Use An App Or Automated Tool
Set up recurring transfers on your bank account or use an app that automatically transfers a set amount from your checking to your savings on a regular basis.
Collect Your Coins
When using cash, don't just dispose of the coins -- collect them and deposit it into your savings when you visit the bank. You'd be surprised at how much you save up over time!
Write Your Grocery List
And stick to it. It's easy to be tempted to purchase something not on your list, but you'll save more by buying only what you need. Use coupons, rewards points, and be sure to check what you need in your home before you head out.
Don't Be Tempted By Online Shopping
It's easy to lose track of how much you've spent when you're buying online.

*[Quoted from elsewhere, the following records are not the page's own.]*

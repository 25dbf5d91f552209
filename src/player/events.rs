//! State-change notifications emitted by the playback controller.
//!
//! Subscribers are called synchronously after each mutation; payloads are
//! owned values so callbacks never borrow controller state.

use std::time::Duration;

use super::model::PlaybackState;

#[derive(Debug, Clone, PartialEq)]
pub enum PlayerEvent {
    /// A different track (or none) became current.
    TrackChanged { index: Option<usize> },
    /// The transport status changed.
    StatusChanged { state: PlaybackState },
    /// Position or known duration moved.
    PositionChanged {
        position: Duration,
        duration: Option<Duration>,
    },
    /// The playlist was replaced wholesale.
    PlaylistChanged { len: usize },
    /// Volume or mute state changed.
    VolumeChanged { volume: f32, muted: bool },
}

pub type EventCallback = Box<dyn FnMut(&PlayerEvent) + Send>;
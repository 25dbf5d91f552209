use std::path::Path;
use std::time::Duration;

use lofty::file::{AudioFile, TaggedFileExt};
use lofty::tag::ItemKey;
use walkdir::WalkDir;

use crate::config::LibrarySettings;

use super::display::display_from_fields;
use super::model::Track;

fn is_audio_file(path: &Path, settings: &LibrarySettings) -> bool {
    let exts: Vec<String> = settings
        .extensions
        .iter()
        .map(|e| e.trim().trim_start_matches('.').to_ascii_lowercase())
        .filter(|e| !e.is_empty())
        .collect();

    path.extension()
        .and_then(|s| s.to_str())
        .map(|ext| {
            let ext = ext.to_ascii_lowercase();
            exts.iter().any(|e| e == &ext)
        })
        .unwrap_or(false)
}

fn is_hidden(path: &Path) -> bool {
    path.file_name()
        .and_then(|s| s.to_str())
        .map(|name| name.starts_with('.'))
        .unwrap_or(false)
}

/// Read one track, taking title/artist/album/duration from the file's tags
/// and falling back to the file stem for the title.
fn track_from_path(path: &Path, settings: &LibrarySettings) -> Track {
    let mut title = path
        .file_stem()
        .and_then(|s| s.to_str())
        .unwrap_or("UNKNOWN")
        .to_string();
    let mut artist: Option<String> = None;
    let mut album: Option<String> = None;
    let mut duration: Option<Duration> = None;

    if let Ok(tagged) = lofty::read_from_path(path) {
        duration = Some(tagged.properties().duration());

        if let Some(tag) = tagged.primary_tag().or_else(|| tagged.first_tag()) {
            if let Some(v) = tag.get_string(&ItemKey::TrackTitle) {
                if !v.trim().is_empty() {
                    title = v.to_string();
                }
            }
            if let Some(v) = tag.get_string(&ItemKey::TrackArtist) {
                let v = v.trim();
                if !v.is_empty() {
                    artist = Some(v.to_string());
                }
            }
            if let Some(v) = tag.get_string(&ItemKey::AlbumTitle) {
                let v = v.trim();
                if !v.is_empty() {
                    album = Some(v.to_string());
                }
            }
        }
    }

    let display = display_from_fields(
        path,
        &title,
        artist.as_deref(),
        album.as_deref(),
        &settings.display_fields,
        &settings.display_separator,
    );

    Track {
        path: path.to_path_buf(),
        title,
        artist,
        album,
        duration,
        display,
    }
}

/// List the playable tracks under `dir`, sorted by display name.
///
/// A missing or unreadable directory yields an empty list, never an error.
pub fn scan(dir: &Path, settings: &LibrarySettings) -> Vec<Track> {
    let mut walker = WalkDir::new(dir).follow_links(settings.follow_links);

    // Non-recursive = only the root directory.
    let depth_cap = if settings.recursive {
        settings.max_depth
    } else {
        Some(1)
    };
    if let Some(d) = depth_cap {
        walker = walker.max_depth(d);
    }

    let mut tracks: Vec<Track> = walker
        .into_iter()
        .filter_entry(|e| settings.include_hidden || e.depth() == 0 || !is_hidden(e.path()))
        .filter_map(Result::ok)
        .filter(|e| {
            let path = e.path();
            path.is_file()
                && (settings.include_hidden || !is_hidden(path))
                && is_audio_file(path, settings)
        })
        .map(|e| track_from_path(e.path(), settings))
        .collect();

    tracks.sort_by(|a, b| a.display.to_lowercase().cmp(&b.display.to_lowercase()));
    tracks
}

#[cfg(test)]
mod tests {
    use super::*;
    use crate::config::TrackDisplayField;
    use std::fs;
    use tempfile::tempdir;

    #[test]
    fn is_audio_file_matches_configured_extensions_case_insensitive() {
        let settings = LibrarySettings::default();
        assert!(is_audio_file(Path::new("/tmp/a.mp3"), &settings));
        assert!(is_audio_file(Path::new("/tmp/a.MP3"), &settings));
        assert!(is_audio_file(Path::new("/tmp/a.flac"), &settings));
        assert!(is_audio_file(Path::new("/tmp/a.wav"), &settings));
        assert!(is_audio_file(Path::new("/tmp/a.ogg"), &settings));
        assert!(!is_audio_file(Path::new("/tmp/a.txt"), &settings));
        assert!(!is_audio_file(Path::new("/tmp/a"), &settings));
    }

    #[test]
    fn scan_filters_non_audio_and_sorts_by_display_case_insensitive() {
        let dir = tempdir().unwrap();

        fs::write(dir.path().join("b.MP3"), b"not a real mp3").unwrap();
        fs::write(dir.path().join("A.ogg"), b"not a real ogg").unwrap();
        fs::write(dir.path().join("c.txt"), b"ignore me").unwrap();

        let settings = LibrarySettings {
            display_fields: vec![TrackDisplayField::Title],
            ..LibrarySettings::default()
        };
        let tracks = scan(dir.path(), &settings);
        assert_eq!(tracks.len(), 2);
        assert_eq!(tracks[0].title, "A");
        assert_eq!(tracks[0].display, "A");
        assert_eq!(tracks[1].title, "b");
        assert_eq!(tracks[1].display, "b");
    }

    #[test]
    fn scan_of_missing_directory_yields_empty_list() {
        let dir = tempdir().unwrap();
        let gone = dir.path().join("does-not-exist");

        let tracks = scan(&gone, &LibrarySettings::default());
        assert!(tracks.is_empty());
    }

    #[test]
    fn scan_respects_include_hidden_false() {
        let dir = tempdir().unwrap();
        fs::write(dir.path().join(".hidden.mp3"), b"not real").unwrap();
        fs::write(dir.path().join("visible.mp3"), b"not real").unwrap();

        let settings = LibrarySettings {
            include_hidden: false,
            display_fields: vec![TrackDisplayField::Filename],
            ..LibrarySettings::default()
        };
        let tracks = scan(dir.path(), &settings);

        assert_eq!(tracks.len(), 1);
        assert_eq!(tracks[0].display, "visible");
    }

    #[test]
    fn scan_respects_recursive_false() {
        let dir = tempdir().unwrap();
        fs::write(dir.path().join("root.mp3"), b"not real").unwrap();
        let sub = dir.path().join("sub");
        fs::create_dir_all(&sub).unwrap();
        fs::write(sub.join("child.mp3"), b"not real").unwrap();

        let settings = LibrarySettings {
            recursive: false,
            display_fields: vec![TrackDisplayField::Filename],
            ..LibrarySettings::default()
        };
        let tracks = scan(dir.path(), &settings);
        assert_eq!(tracks.len(), 1);
        assert_eq!(tracks[0].display, "root");
    }

    #[test]
    fn scan_respects_max_depth() {
        let dir = tempdir().unwrap();
        let d1 = dir.path().join("d1");
        let d2 = d1.join("d2");
        fs::create_dir_all(&d2).unwrap();
        fs::write(dir.path().join("root.mp3"), b"not real").unwrap();
        fs::write(d1.join("one.mp3"), b"not real").unwrap();
        fs::write(d2.join("two.mp3"), b"not real").unwrap();

        // WalkDir depth counts root as 0, children as 1, grandchildren as 2...
        // With max_depth=2 we should see root + d1/*, but not d1/d2/*.
        let settings = LibrarySettings {
            max_depth: Some(2),
            display_fields: vec![TrackDisplayField::Filename],
            ..LibrarySettings::default()
        };
        let tracks = scan(dir.path(), &settings);

        let names: Vec<String> = tracks.iter().map(|t| t.display.clone()).collect();
        assert!(names.contains(&"root".to_string()));
        assert!(names.contains(&"one".to_string()));
        assert!(!names.contains(&"two".to_string()));
    }
}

In addition to your purchase, you'll have to pay shipping fees.
Try to not save your personal information online to avoid making these large impulse buys.
Lower Your Electric Bill
Making an investment in a better air conditioner, programmable thermometer, blackout curtains, or another appliance for your home can lower your energy usage and your electric bill, potentially saving you hundreds each year. And if you can, consider repairing an appliance instead of buying it.
Cancel Old And Unnecessary Subscriptions
Do you have any old streaming accounts or a gym membership that you're not using? Cancel it. You may have to check all of your old subscriptions to make sure you're not paying for anything you don't need to.
Missing a payment can result in late fees. You can avoid this by using autopay on all your online bills.
Of course you want to hang out with your friends and loved ones, and you shouldn't sacrifice that. You can find free entertainment or get a discount in certain cases (such as if you are a student, veteran, or senior).
Find A Side Gig Or Hobby
Finding a part-time job or hobby can contribute greatly to your savings. Some easy, at-home methods include taking online surveys (on sites such as My Points), selling your clothes (on sites such as ThredUp), and selling electronics (through the Decluttr app).
Want to learn more about how you can save and improve your finances? Look to our reputable services here.
How much money should I save each month?
This depends on your circumstances and needs, but most experts agree that you should be saving at least 20% of your monthly income. The 50/30/20 rule outlines that 50% of your budget should be essentials such as rent and food (your needs), 30% for spending (for your wants), and 20% for savings and/or debt repayment.